Pero los casos menos refinados y más obvios rompen los ojos. Por eso, la seudoeditorial OMICS debe ahora pagar una multa de 50 millones de dólares, lo que debería dejarla fuera de combate. O no. Quién sabe qué tan redituable pueda ser este oscuro negocio.

Un último apunte

También están quienes quieren proponer una teoría controvertida pero no disponen de sustento experimental alguno para sostenerla. Su teoría, carente de fundamentos, no podría publicarse en ningún lado. Salvo –¡claro!– en una revista predatoria. Esta es la cara más tóxica del problema.
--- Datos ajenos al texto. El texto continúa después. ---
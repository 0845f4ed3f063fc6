//! Configuration for the homework API and Telegram clients

use std::{fmt, time::Duration};

use compact_str::CompactString;

use super::error::{ClientError, Result};
use crate::id::ChatId;

pub const DEFAULT_ENDPOINT: &str = "https://practicum.yandex.ru/api/user_api/homework_statuses/";
pub const DEFAULT_TELEGRAM_API_URL: &str = "https://api.telegram.org";
pub const DEFAULT_RETRY_PERIOD: Duration = Duration::from_secs(600);

/// Main configuration for the homework API client
#[derive(Clone)]
pub struct ClientConfig {
    /// Homework statuses endpoint
    pub endpoint: CompactString,
    /// OAuth token for the homework API
    pub api_token: CompactString,
    /// Polling configuration
    pub polling: PollingConfig,
    /// Request configuration
    pub request: RequestConfig,
}

/// Poll loop cadence
#[derive(Debug, Clone)]
pub struct PollingConfig {
    /// Sleep between two poll cycles
    pub retry_period: Duration,
    /// Move the cursor to the server's `current_date` after each decoded response
    pub advance_cursor: bool,
}

/// HTTP request configuration
#[derive(Debug, Clone, Default)]
pub struct RequestConfig {
    /// Request timeout; `None` leaves the HTTP client default in place
    pub timeout: Option<Duration>,
}

/// Telegram Bot API configuration
#[derive(Clone)]
pub struct TelegramConfig {
    pub api_url: CompactString,
    pub bot_token: CompactString,
    pub chat_id: ChatId,
}

impl Default for PollingConfig {
    fn default() -> Self {
        Self {
            retry_period: DEFAULT_RETRY_PERIOD,
            advance_cursor: false,
        }
    }
}

impl ClientConfig {
    /// Create a new client configuration
    pub fn new(endpoint: impl Into<CompactString>, api_token: impl Into<CompactString>) -> Self {
        Self {
            endpoint: endpoint.into(),
            api_token: api_token.into(),
            polling: PollingConfig::default(),
            request: RequestConfig::default(),
        }
    }

    /// Validate the configuration
    pub fn validate(&self) -> Result<()> {
        validate_http_url("endpoint", &self.endpoint)?;

        if self.api_token.is_empty() {
            return Err(ClientError::config_validation(
                "api_token",
                "API token cannot be empty",
            ));
        }

        if self.polling.retry_period.is_zero() {
            return Err(ClientError::config_validation(
                "retry_period",
                "Retry period must be greater than zero",
            ));
        }

        if self.request.timeout.is_some_and(|t| t.is_zero()) {
            return Err(ClientError::config_validation(
                "timeout",
                "Timeout must be greater than zero",
            ));
        }

        Ok(())
    }

    /// Set polling configuration
    pub fn with_polling(mut self, polling: PollingConfig) -> Self {
        self.polling = polling;
        self
    }

    /// Set request configuration
    pub fn with_request(mut self, request: RequestConfig) -> Self {
        self.request = request;
        self
    }
}

impl TelegramConfig {
    pub fn new(bot_token: impl Into<CompactString>, chat_id: ChatId) -> Self {
        Self {
            api_url: DEFAULT_TELEGRAM_API_URL.into(),
            bot_token: bot_token.into(),
            chat_id,
        }
    }

    /// Point the client at another Bot API host
    pub fn with_api_url(mut self, api_url: impl Into<CompactString>) -> Self {
        self.api_url = api_url.into();
        self
    }

    pub fn validate(&self) -> Result<()> {
        validate_http_url("telegram_api_url", &self.api_url)?;

        if self.bot_token.is_empty() {
            return Err(ClientError::config_validation(
                "bot_token",
                "Bot token cannot be empty",
            ));
        }

        Ok(())
    }

    pub fn send_message_url(&self) -> CompactString {
        compact_str::format_compact!(
            "{}/bot{}/sendMessage",
            self.api_url.trim_end_matches('/'),
            self.bot_token
        )
    }
}

fn validate_http_url(field: &'static str, value: &str) -> Result<()> {
    if value.is_empty() {
        return Err(ClientError::config_validation(field, "URL cannot be empty"));
    }

    if !value.starts_with("http://") && !value.starts_with("https://") {
        return Err(ClientError::config_validation(
            field,
            "URL must start with http:// or https://",
        ));
    }

    if url::Url::parse(value).is_err() {
        return Err(ClientError::config_validation(
            field,
            "URL is not a valid URL format",
        ));
    }

    Ok(())
}

// Tokens stay out of logs
impl fmt::Debug for ClientConfig {
    fn fmt(&self, f: &mut fmt::Formatter<'_>) -> fmt::Result {
        f.debug_struct("ClientConfig")
            .field("endpoint", &self.endpoint)
            .field("api_token", &"***")
            .field("polling", &self.polling)
            .field("request", &self.request)
            .finish()
    }
}

impl fmt::Debug for TelegramConfig {
    fn fmt(&self, f: &mut fmt::Formatter<'_>) -> fmt::Result {
        f.debug_struct("TelegramConfig")
            .field("api_url", &self.api_url)
            .field("bot_token", &"***")
            .field("chat_id", &self.chat_id)
            .finish()
    }
}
Si quiero argumentar que la Tierra es plana, encontraré en internet un “artículo científico” que así lo avale. Si las vacunas son tóxicas, si quemar petróleo no hace nada, si las armas no matan a casi nadie… una reacción posible es que la gente deje de creer en un sistema científico que permite a cualquiera publicar cualquier cosa. La ciencia es la mejor herramienta que tenemos para defendernos del imperio de la arbitrariedad y de la imposición de caprichos ideológicos carentes de fundamento. La ciencia es una herramienta de libertad. Por eso, lo que daña a la ciencia nos lastima a todos, sin importar nuestra profesión.

Juan Pablo Tosar es profesor adjunto con dedicación total en la Facultad de Ciencias de la Universidad de la República. Es investigador del Sistema Nacional de Investigadores, del Programa de Desarrollo de las Ciencias Básicas, e investigador asociado honorario en el Institut Pasteur de Montevideo.